Foto de Alberto Melo Viana
Sérgio Ricardo estréia amanhã em Curitiba. E vem com um show incensado por público e crítica, tangendo limpa homenagem aos setent’anos do poeta Dorival Caymmi. Conjugação de dois artistas enormes, no gesto enorme da fraternidade, essa virtude tola e quase vadia – sempre escassa nos usos e costumes da província obtusa. É que ela, a província obtusa, sendo tribal é por extensão antropófaga. O pintor Nilo Previdi converte-se no exemplo do estigma, e outro pintor, Miguel Bakun, no emblemático intérprete (desafinado?) da dança trágica. Mas esta já é outra história.

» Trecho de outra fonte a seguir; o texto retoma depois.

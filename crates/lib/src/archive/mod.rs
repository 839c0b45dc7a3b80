//! Zip packaging of a built binary plus its rendered readme.
//!
//! Every archive of a run carries the same [`BuildStamp`] on both entries, so
//! the archives differ only by their binaries. The zip writer records Unix as
//! the creating system, which is what makes `unzip` restore the 0755 mode on
//! the binary.

use std::collections::BTreeMap;
use std::fs::File;
use std::io::Write;
use std::path::{Path, PathBuf};

use chrono::{Datelike, NaiveDateTime, Timelike, Utc};
use thiserror::Error;
use tracing::{info, warn};
use zip::result::ZipError;
use zip::write::SimpleFileOptions;
use zip::{CompressionMethod, ZipWriter};

use crate::consts::{README_ENTRY, README_TEMPLATE};
use crate::platform::BuildTarget;
use crate::template::{TemplateError, TemplateSet};

const BINARY_MODE: u32 = 0o755;
const README_MODE: u32 = 0o644;

#[derive(Debug, Error)]
pub enum ArchiveError {
  #[error("failed to create archive {}: {source}", path.display())]
  CreateArchive { path: PathBuf, source: std::io::Error },

  #[error("failed to read binary {}: {source}", path.display())]
  ReadBinary { path: PathBuf, source: std::io::Error },

  #[error("readme: {0}")]
  Template(#[from] TemplateError),

  #[error("failed to write {entry} into archive: {source}")]
  WriteEntry { entry: String, source: ZipError },

  #[error("failed to finish archive {}: {source}", path.display())]
  Finish { path: PathBuf, source: ZipError },
}

/// The modification time stamped on every entry of a run's archives.
#[derive(Debug, Clone, Copy, PartialEq, Eq)]
pub struct BuildStamp(zip::DateTime);

impl BuildStamp {
  /// The current UTC time. Falls back to the zip epoch (1980-01-01) if the
  /// clock is outside what zip can represent.
  pub fn now() -> Self {
    Self::from_naive(Utc::now().naive_utc()).unwrap_or_else(|| {
      warn!("system clock outside zip date range, using 1980-01-01");
      Self(zip::DateTime::default())
    })
  }

  /// `None` if `at` is outside the zip range (1980..=2107).
  pub fn from_naive(at: NaiveDateTime) -> Option<Self> {
    let year = u16::try_from(at.year()).ok()?;
    zip::DateTime::from_date_and_time(
      year,
      at.month() as u8,
      at.day() as u8,
      at.hour() as u8,
      at.minute() as u8,
      at.second() as u8,
    )
    .ok()
    .map(Self)
  }

  pub fn to_zip(self) -> zip::DateTime {
    self.0
  }
}

/// Everything about packaging that is shared by all targets of a run.
#[derive(Debug, Clone)]
pub struct ArchiveOptions {
  pub bin_name: String,
  pub output_dir: PathBuf,
  pub templates_dir: PathBuf,
  pub readme_template: String,
  pub stamp: BuildStamp,
}

impl ArchiveOptions {
  pub fn new(bin_name: impl Into<String>, output_dir: impl Into<PathBuf>, templates_dir: impl Into<PathBuf>) -> Self {
    Self {
      bin_name: bin_name.into(),
      output_dir: output_dir.into(),
      templates_dir: templates_dir.into(),
      readme_template: README_TEMPLATE.to_string(),
      stamp: BuildStamp::now(),
    }
  }

  /// `<output_dir>/<bin>_<platform>_<arch>.zip`
  pub fn archive_path(&self, target: &BuildTarget) -> PathBuf {
    self
      .output_dir
      .join(format!("{}.zip", target.artifact_stem(&self.bin_name)))
  }
}

/// Values available to the readme template.
pub fn readme_context(target: &BuildTarget, bin_name: &str) -> BTreeMap<String, String> {
  BTreeMap::from([
    ("Name".to_string(), bin_name.to_string()),
    ("Platform".to_string(), target.platform().to_string()),
    ("Arch".to_string(), target.arch().to_string()),
  ])
}

/// Package the binary in `build_dir` for `target` and return the archive path.
///
/// The readme is rendered before the archive is created, so template problems
/// never leave a half-written zip behind. Any write failure removes the
/// partial archive.
pub fn package(build_dir: &Path, target: &BuildTarget, options: &ArchiveOptions) -> Result<PathBuf, ArchiveError> {
  let archive_path = options.archive_path(target);
  let binary_name = target.binary_file_name(&options.bin_name);
  let binary_path = build_dir.join(&binary_name);

  info!(
    archive = %archive_path.display(),
    binary = %binary_path.display(),
    templates = %options.templates_dir.display(),
    "compressing"
  );

  let binary = std::fs::read(&binary_path).map_err(|source| ArchiveError::ReadBinary {
    path: binary_path.clone(),
    source,
  })?;

  let templates = TemplateSet::load(&options.templates_dir)?;
  let readme = templates
    .get(&options.readme_template)?
    .render(&readme_context(target, &options.bin_name))?;

  let file = File::create(&archive_path).map_err(|source| ArchiveError::CreateArchive {
    path: archive_path.clone(),
    source,
  })?;

  let written = write_entries(file, &archive_path, options.stamp, &binary_name, &binary, &readme);

  if let Err(e) = written {
    if let Err(rm) = std::fs::remove_file(&archive_path) {
      warn!(archive = %archive_path.display(), error = %rm, "failed to remove partial archive");
    }
    return Err(e);
  }

  Ok(archive_path)
}

fn write_entries(
  file: File,
  archive_path: &Path,
  stamp: BuildStamp,
  binary_name: &str,
  binary: &[u8],
  readme: &str,
) -> Result<(), ArchiveError> {
  let mut zip = ZipWriter::new(file);
  write_entry(&mut zip, binary_name, entry_options(stamp, BINARY_MODE), binary)?;
  write_entry(&mut zip, README_ENTRY, entry_options(stamp, README_MODE), readme.as_bytes())?;

  let finish_err = |source| ArchiveError::Finish {
    path: archive_path.to_path_buf(),
    source,
  };
  let mut file = zip.finish().map_err(finish_err)?;
  file.flush().map_err(|e| finish_err(ZipError::Io(e)))?;
  Ok(())
}

fn entry_options(stamp: BuildStamp, mode: u32) -> SimpleFileOptions {
  SimpleFileOptions::default()
    .compression_method(CompressionMethod::Deflated)
    .last_modified_time(stamp.to_zip())
    .unix_permissions(mode)
}

fn write_entry(zip: &mut ZipWriter<File>, name: &str, options: SimpleFileOptions, data: &[u8]) -> Result<(), ArchiveError> {
  let entry_err = |source| ArchiveError::WriteEntry {
    entry: name.to_string(),
    source,
  };
  zip.start_file(name, options).map_err(entry_err)?;
  zip.write_all(data).map_err(|e| entry_err(ZipError::Io(e)))?;
  Ok(())
}

#[cfg(test)]
mod tests {
  use super::*;
  use crate::util::testutil::write_template;
  use chrono::NaiveDate;
  use std::io::Read;
  use tempfile::TempDir;

  const README: &str = "# {{.Name}}\n\nBuilt for {{.Platform}} ({{.Arch}}).\n";

  fn fixed_stamp() -> BuildStamp {
    let at = NaiveDate::from_ymd_opt(2020, 5, 17).unwrap().and_hms_opt(12, 30, 10).unwrap();
    BuildStamp::from_naive(at).unwrap()
  }

  struct Fixture {
    temp: TempDir,
    options: ArchiveOptions,
  }

  impl Fixture {
    fn new() -> Self {
      let temp = TempDir::new().unwrap();
      let templates = temp.path().join("templates");
      let output = temp.path().join("out");
      std::fs::create_dir_all(&output).unwrap();
      write_template(&templates, README_TEMPLATE, README);

      let mut options = ArchiveOptions::new("qri", output, templates);
      options.stamp = fixed_stamp();
      Self { temp, options }
    }

    fn build_dir(&self, target: &BuildTarget) -> PathBuf {
      let dir = self.temp.path().join(target.artifact_stem("qri"));
      std::fs::create_dir_all(&dir).unwrap();
      std::fs::write(dir.join(target.binary_file_name("qri")), b"\x7fELF fake").unwrap();
      dir
    }
  }

  #[test]
  fn archive_has_binary_and_readme() {
    let fx = Fixture::new();
    let target = BuildTarget::new("linux", "amd64").unwrap();
    let build_dir = fx.build_dir(&target);

    let path = package(&build_dir, &target, &fx.options).unwrap();
    assert_eq!(path, fx.options.output_dir.join("qri_linux_amd64.zip"));

    let mut archive = zip::ZipArchive::new(File::open(&path).unwrap()).unwrap();
    assert_eq!(archive.len(), 2);

    let (bin_mode, bin_modified) = {
      let mut bin = archive.by_name("qri").unwrap();
      let mut data = Vec::new();
      bin.read_to_end(&mut data).unwrap();
      assert_eq!(data, b"\x7fELF fake");
      (bin.unix_mode().unwrap(), bin.last_modified())
    };

    let (readme_mode, readme_modified) = {
      let mut readme = archive.by_name(README_ENTRY).unwrap();
      let mut text = String::new();
      readme.read_to_string(&mut text).unwrap();
      assert_eq!(text, "# qri\n\nBuilt for linux (amd64).\n");
      (readme.unix_mode().unwrap(), readme.last_modified())
    };

    assert_eq!(bin_mode & 0o777, 0o755);
    assert_eq!(readme_mode & 0o777, 0o644);
    assert_eq!(bin_modified, readme_modified);
    assert_eq!(bin_modified, Some(fixed_stamp().to_zip()));
  }

  #[test]
  fn windows_archive_holds_exe() {
    let fx = Fixture::new();
    let target = BuildTarget::new("windows", "386").unwrap();
    let build_dir = fx.build_dir(&target);

    let path = package(&build_dir, &target, &fx.options).unwrap();

    let mut archive = zip::ZipArchive::new(File::open(&path).unwrap()).unwrap();
    assert!(archive.by_name("qri.exe").is_ok());
  }

  #[test]
  fn missing_binary_is_read_error() {
    let fx = Fixture::new();
    let target = BuildTarget::new("linux", "amd64").unwrap();
    let empty = fx.temp.path().join("empty");
    std::fs::create_dir_all(&empty).unwrap();

    let err = package(&empty, &target, &fx.options).unwrap_err();
    assert!(matches!(err, ArchiveError::ReadBinary { .. }));
  }

  #[test]
  fn missing_template_is_fatal_and_leaves_no_archive() {
    let mut fx = Fixture::new();
    fx.options.readme_template = "missing.md".to_string();
    let target = BuildTarget::new("darwin", "amd64").unwrap();
    let build_dir = fx.build_dir(&target);

    let err = package(&build_dir, &target, &fx.options).unwrap_err();

    assert!(matches!(err, ArchiveError::Template(TemplateError::NotFound { .. })));
    assert!(!fx.options.archive_path(&target).exists());
  }

  #[test]
  fn malformed_template_directory_is_fatal() {
    let fx = Fixture::new();
    write_template(&fx.options.templates_dir, "broken.md", "{{.Platform");
    let target = BuildTarget::new("linux", "amd64").unwrap();
    let build_dir = fx.build_dir(&target);

    let err = package(&build_dir, &target, &fx.options).unwrap_err();
    assert!(matches!(err, ArchiveError::Template(TemplateError::Parse { .. })));
  }

  #[test]
  fn missing_output_directory_is_create_error() {
    let mut fx = Fixture::new();
    fx.options.output_dir = fx.temp.path().join("does").join("not").join("exist");
    let target = BuildTarget::new("linux", "amd64").unwrap();
    let build_dir = fx.build_dir(&target);

    let err = package(&build_dir, &target, &fx.options).unwrap_err();
    assert!(matches!(err, ArchiveError::CreateArchive { .. }));
  }

  #[test]
  fn stamp_outside_zip_range_is_rejected() {
    let at = NaiveDate::from_ymd_opt(1970, 1, 1).unwrap().and_hms_opt(0, 0, 0).unwrap();
    assert!(BuildStamp::from_naive(at).is_none());
  }
}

Não tendo as pernas de Elba Ramalho nem os berloques dos baianos, Sérgio Ricardo, nem por isso, tem deixado de compor uma admirável trajetória de criador, em terras tupiniquins – com seu talento múltiplo, inquieto e trabalhador. A arte não é decididamente tarefa para preguiçosos.
Junto com o paranaense Carlos Fernando Mazza, no (ainda) sombrio 1977, na barra pesada do Morro do Vidigal, no Rio de Janeiro, há certos trechos da biografia deste filho dos libaneses Lufti, que merecem demorada reflexão. Num tempo em que freqüentar as filas do Instituto de Identificação Félix Pacheco já era uma temeridade, Sérgio Ricardo e o nosso Mazza avançaram favela adentro e compraram, em pleno morro, um barraco que cedo transformou-se numa espécie de prefeitura da Favela do Morro do Vidigal. O que hoje grassa como moda – ou necessidade -, no Rio de Janeiro daquele tempo, significava no mínimo a exposição agressivamente ostensiva à sanha dos órgãos de repressão do regime. A corajosa temeridade de um artista devotado à sua causa. Ou ao seu sonho. Sem o que toda criação será de aluguel.
A experiência já deu num curtametragem, não vinculado em circuito comercial, no qual a aventura do Morro do Vidigal é contada com a exuberância que estas mal-traçadas, por questão de espaço e de talento, com segurança, não alcançarão sequer o treiler. Também o filme certamente jamais conseguirá superar a realidade aflita.
Entretanto, testemunha daquele tempo, em que o horror oficial, ferido de morte, rugia e atacava com a agressividade das feras morituras, dentre tantas uma lembrança me comove.
Numa avenida Niemeyer tomada por blitz cênica e exagerada, os (amedrontadores) tonton-macoutes da chamada “Suate” carioca, tropa de elite da PM de então, reforçados pelos peso-pesados da polícia civil, chegavam, com todas as ferramentas a que tinham direito: da picareta à metralhadora – para iniciar sumariamente a completa demolição dos barracos incômodos – à paisagem e aos interesses da especulação imobiliária dos poderosos.
Carlos Fernando Mazza e Sérgio Ricardo tomaram a liderança da manifestação legítima de resistência, serenando revólveres, porretes, facas e facões dos moradores e procurando, via justiça, o embargo imediato da demolição – diga-se de passagem, já iniciada – o que aumentava a fuma de ambos os lados.
Uma compacta massa de crianças, pivetes e adolescentes defendia todos os acessos à Favela, enquanto Sérgio Ricardo corria em socorro do escritório do exemplar Dr. Heráclito Sobral Pinto – um dos raros advogados brasileiros que não fizeram fortuna à custa de presos políticos neste país incorrigível, diga-se de passagem.
Quando o documento chegou, sustando a ação grotesca de oficiais-da-justiça nervosos e policiais indomáveis, duas dúzias de barracos já tinham sido literalmente postos abaixo. Vitorioso o movimento dos moradores, o exemplo erguido de Sobral Pinto revelou-se mais uma vez em toda a sua altivez: sem cobrar um níquel, o escritório do mais importante advogado brasileiro ainda injetou considerável contribuição financeira para que o trabalho comunitário de Sérgio e Mazza prosperasse.
Agora, Sérgio Ricardo está aí. Alô Caymmi? No Paiol. Dedicando em voz e cordas, acordes de competente beleza, todo axé que merece um legítimo filho de Oxalufam, no completo aniversário do seus setenta anos. Com a doçura de Oxum e o riso bom de um filho de Nana. Sérgio Ricardo, Sarava!